«Strano professore di religione, “brutto e affascinante”, che rompeva ogni schema a cui eravamo abituati. Non ci riempiva di nozioni e rispondeva a tutte le nostre domande, ai nostri dubbi. Don Giussani ci ascoltava, cercava di comprendere le ragioni dell’altro…».
A parlare così è Giuliano Pisapia, già deputato di Rifondazione Comunista e sindaco di Milano come indipendente di sinistra, che aveva incontrato don Luigi Giussani al Liceo Berchet di Milano.
La citazione è tratta dal libro a cura di Massimo Borghesi “In comunione e in libertà. Don Giussani nella memoria dei suoi amici”, pubblicato da Studium edizioni (www.edizionistudium.it).

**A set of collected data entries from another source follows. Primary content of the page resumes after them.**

//! CLI argument definitions.

use clap::{Parser, Subcommand};
use std::path::PathBuf;

/// Parse, build, and format nginx configuration files
#[derive(Parser)]
#[command(name = "ngx-config")]
#[command(author, version, about, long_about = None)]
pub struct Cli {
    #[command(subcommand)]
    pub command: Commands,
}

#[derive(Subcommand)]
pub enum Commands {
    /// Tokenize a config file and print the tokens as JSON
    Lex(LexArgs),

    /// Parse a config file (and its includes) into a JSON payload
    Parse(ParseArgs),

    /// Rebuild config files from a JSON payload
    Build(BuildArgs),

    /// Reformat a config file with canonical indentation
    Format(FormatArgs),

    /// Strip comments and whitespace from a config file
    Minify(MinifyArgs),
}

#[derive(clap::Args)]
pub struct LexArgs {
    /// Input config file
    pub input: PathBuf,

    /// Emit [text, line] pairs instead of bare token strings
    #[arg(short = 'n', long)]
    pub line_numbers: bool,

    /// Pretty-print the JSON with this many spaces
    #[arg(short, long)]
    pub indent: Option<usize>,

    /// Output file (stdout if not specified)
    #[arg(short, long)]
    pub out: Option<PathBuf>,
}

#[derive(clap::Args)]
pub struct ParseArgs {
    /// Input config file
    pub input: PathBuf,

    /// Inline every include into one virtual file
    #[arg(long)]
    pub combine: bool,

    /// Do not follow include directives
    #[arg(long)]
    pub single_file: bool,

    /// Keep comments in the parsed tree
    #[arg(long)]
    pub include_comments: bool,

    /// Fail on directives absent from the catalog
    #[arg(long)]
    pub strict: bool,

    /// Directives to skip entirely, blocks included
    #[arg(long, value_delimiter = ',', value_name = "DIRECTIVE")]
    pub ignore: Vec<String>,

    /// Stop at the first error instead of collecting them
    #[arg(long)]
    pub no_catch: bool,

    /// Attach each error's stringified form as its callback value
    #[arg(long)]
    pub tb_onerror: bool,

    /// Pretty-print the JSON with this many spaces
    #[arg(short, long)]
    pub indent: Option<usize>,

    /// Output file (stdout if not specified)
    #[arg(short, long)]
    pub out: Option<PathBuf>,
}

#[derive(clap::Args)]
pub struct BuildArgs {
    /// JSON payload file, as produced by `parse`
    pub input: PathBuf,

    /// Directory to write config files into
    #[arg(short, long)]
    pub dir: Option<PathBuf>,

    /// Overwrite existing files
    #[arg(short, long)]
    pub force: bool,

    /// Spaces per indent level
    #[arg(short, long, default_value = "4")]
    pub indent: usize,

    /// Indent with tabs instead of spaces
    #[arg(short, long)]
    pub tabs: bool,

    /// Do not add generated-file header comments
    #[arg(long)]
    pub no_headers: bool,

    /// Print the built files instead of writing them
    #[arg(long)]
    pub stdout: bool,
}

#[derive(clap::Args)]
pub struct FormatArgs {
    /// Input config file
    pub input: PathBuf,

    /// Spaces per indent level
    #[arg(short, long, default_value = "4")]
    pub indent: usize,

    /// Indent with tabs instead of spaces
    #[arg(short, long)]
    pub tabs: bool,

    /// Output file (stdout if not specified)
    #[arg(short, long)]
    pub out: Option<PathBuf>,
}

#[derive(clap::Args)]
pub struct MinifyArgs {
    /// Input config file
    pub input: PathBuf,

    /// Output file (stdout if not specified)
    #[arg(short, long)]
    pub out: Option<PathBuf>,
}
//! Token and directive-tree types plus the JSON payload structures.

use std::path::PathBuf;

use serde::{Deserialize, Serialize};

/// A single lexed token: its text, the line it began on, and whether it came
/// from inside a matching quote pair (or an extension lexer that declared its
/// output string-like).
#[derive(Debug, Clone, PartialEq, Eq)]
pub struct Token {
    pub text: String,
    pub line: usize,
    pub quoted: bool,
}

impl Token {
    pub fn new(text: impl Into<String>, line: usize, quoted: bool) -> Self {
        Self {
            text: text.into(),
            line,
            quoted,
        }
    }

    /// True for the unquoted single-character tokens `{`, `}`, and `;`.
    pub fn is_terminal(&self) -> bool {
        !self.quoted && matches!(self.text.as_str(), "{" | "}" | ";")
    }
}

/// One statement in a configuration tree.
///
/// Comments are carried as directives named `#` with the body in `comment`.
/// `includes` holds indices into the payload's `config` list and is present
/// only on expanded `include` directives; `file` is present only in combine
/// mode.
#[derive(Debug, Clone, PartialEq, Serialize, Deserialize)]
pub struct Directive {
    pub directive: String,
    #[serde(default)]
    pub line: usize,
    #[serde(default)]
    pub args: Vec<String>,
    #[serde(default, skip_serializing_if = "Option::is_none")]
    pub includes: Option<Vec<usize>>,
    #[serde(default, skip_serializing_if = "Option::is_none")]
    pub block: Option<Vec<Directive>>,
    #[serde(default, skip_serializing_if = "Option::is_none")]
    pub comment: Option<String>,
    #[serde(default, skip_serializing_if = "Option::is_none")]
    pub file: Option<PathBuf>,
}

impl Directive {
    pub fn new(directive: impl Into<String>, line: usize) -> Self {
        Self {
            directive: directive.into(),
            line,
            args: Vec::new(),
            includes: None,
            block: None,
            comment: None,
            file: None,
        }
    }

    /// A comment node (`directive == "#"`), body without the leading `#`.
    pub fn comment(body: impl Into<String>, line: usize) -> Self {
        let mut stmt = Self::new("#", line);
        stmt.comment = Some(body.into());
        stmt
    }

    pub fn with_args<I, S>(mut self, args: I) -> Self
    where
        I: IntoIterator<Item = S>,
        S: Into<String>,
    {
        self.args = args.into_iter().map(Into::into).collect();
        self
    }

    pub fn with_block(mut self, block: Vec<Directive>) -> Self {
        self.block = Some(block);
        self
    }

    pub fn is_comment(&self) -> bool {
        self.directive == "#"
    }

    pub fn is_block(&self) -> bool {
        self.block.is_some()
    }

    pub fn first_arg(&self) -> Option<&str> {
        self.args.first().map(String::as_str)
    }
}

/// Parse status of a file or of the whole payload.
#[derive(Debug, Clone, Copy, PartialEq, Eq, Default, Serialize, Deserialize)]
#[serde(rename_all = "lowercase")]
pub enum Status {
    #[default]
    Ok,
    Failed,
}

/// Error record attached to a single file report. The `error` string is the
/// full displayed form including file and line.
#[derive(Debug, Clone, PartialEq, Serialize, Deserialize)]
pub struct ConfigError {
    pub line: Option<usize>,
    pub error: String,
}

/// Error record at payload level; unlike [`ConfigError`] it names the file,
/// and it may carry an opaque `callback` value produced by the `on_error`
/// hook.
#[derive(Debug, Clone, PartialEq, Serialize, Deserialize)]
pub struct PayloadError {
    pub file: PathBuf,
    pub line: Option<usize>,
    pub error: String,
    #[serde(default, skip_serializing_if = "Option::is_none")]
    pub callback: Option<serde_json::Value>,
}

/// The parse result for one configuration file.
#[derive(Debug, Clone, PartialEq, Serialize, Deserialize)]
pub struct ConfigFile {
    pub file: PathBuf,
    #[serde(default)]
    pub status: Status,
    #[serde(default)]
    pub errors: Vec<ConfigError>,
    #[serde(default)]
    pub parsed: Vec<Directive>,
}

impl ConfigFile {
    pub fn new(file: impl Into<PathBuf>) -> Self {
        Self {
            file: file.into(),
            status: Status::Ok,
            errors: Vec::new(),
            parsed: Vec::new(),
        }
    }
}

/// The complete parse payload: aggregate status, aggregate errors, and one
/// [`ConfigFile`] per discovered file (exactly one in combine mode).
#[derive(Debug, Clone, PartialEq, Serialize, Deserialize)]
pub struct Payload {
    pub status: Status,
    pub errors: Vec<PayloadError>,
    pub config: Vec<ConfigFile>,
}

impl Payload {
    pub fn new() -> Self {
        Self {
            status: Status::Ok,
            errors: Vec::new(),
            config: Vec::new(),
        }
    }
}

impl Default for Payload {
    fn default() -> Self {
        Self::new()
    }
}
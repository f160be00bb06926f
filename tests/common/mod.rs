#![allow(dead_code)]

use std::path::PathBuf;

use ngx_config::{parse_file, Directive, ParseOptions, Payload, Registry};

pub fn fixture(rel: &str) -> PathBuf {
    PathBuf::from(env!("CARGO_MANIFEST_DIR"))
        .join("tests/fixtures")
        .join(rel)
}

pub fn parse_fixture(rel: &str, options: &ParseOptions) -> Payload {
    let registry = Registry::standard();
    parse_file(fixture(rel), &registry, options).expect("parse should not fail outright")
}

/// Remove every `line` field so trees can be compared modulo line numbers.
pub fn strip_lines(value: &mut serde_json::Value) {
    match value {
        serde_json::Value::Object(map) => {
            map.remove("line");
            for v in map.values_mut() {
                strip_lines(v);
            }
        }
        serde_json::Value::Array(items) => {
            for v in items {
                strip_lines(v);
            }
        }
        _ => {}
    }
}

/// Trees equal ignoring `line` (and nothing else).
pub fn assert_trees_match(a: &[Directive], b: &[Directive]) {
    let mut va = serde_json::to_value(a).expect("serialize");
    let mut vb = serde_json::to_value(b).expect("serialize");
    strip_lines(&mut va);
    strip_lines(&mut vb);
    assert_eq!(va, vb);
}

/// Walk a tree depth-first, visiting every directive.
pub fn walk<'a>(block: &'a [Directive], visit: &mut dyn FnMut(&'a Directive)) {
    for stmt in block {
        visit(stmt);
        if let Some(inner) = &stmt.block {
            walk(inner, visit);
        }
    }
}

Il libro riporta le testimonianze originali di venticinque amici di don Luigi Giussani e intende far conoscere e approfondire il carisma del fondatore di “Comunione e Liberazione” nella sua umanità generosa, nella sua fede limpida, nella sua passione cristiana.
Racconta Pisapia che «il dialogo e il confronto anche critico erano il cattolicesimo e la testimonianza di fede di don Giussani. Non era la ripetizione mnemonica di dogmi e insegnamenti, ma la volontà di vivere la fede vissuta sul campo».
«Don Giussani – aggiunge Pisapia – parlava di fede, ma senza nessuna pretesa di indottrinamento. Aveva una carica umana enorme. Bandiva tutte le formalità. La sua forza era il dialogo. Voleva che noi avessimo il coraggio di difendere il nostro pensiero, anche se era contrario al suo. Non partiva mai dai dogmi come facevano gli altri preti. Ci voleva liberi. Con lui potevamo parlare di tutto».
Giuliano Pisapia, che dal 1968 ha fatto un percorso politico nelle formazioni social-comuniste, ha confessato: «Senza Giussani non so se avrei capito il senso di stare dalla parte dei deboli. E poi mi ha insegnato che l’esperienza conta più di qualsiasi lettura».
Secondo Massimo Borghesi, curatore del volume, Alberto Savorana (autore di un libro sulla vita di Giussani) e il suo allievo Lorenzo Strik Lievers, don Giussani era “spiazzante”, lontano dal classico insegnante di religione teso a indottrinare, a catechizzare, a fare proseliti. Non era clericale, non proponeva una religione senza anima, frutto di ossequio e di abitudine. La fede, per lui, era guardare agli altri come faceva Gesù, con compassione, amore e amicizia. Per lui era decisivo creare le condizioni perché si verificasse l’incontro con Gesù attraverso un’esperienza di vita corrispondente alla domanda umana.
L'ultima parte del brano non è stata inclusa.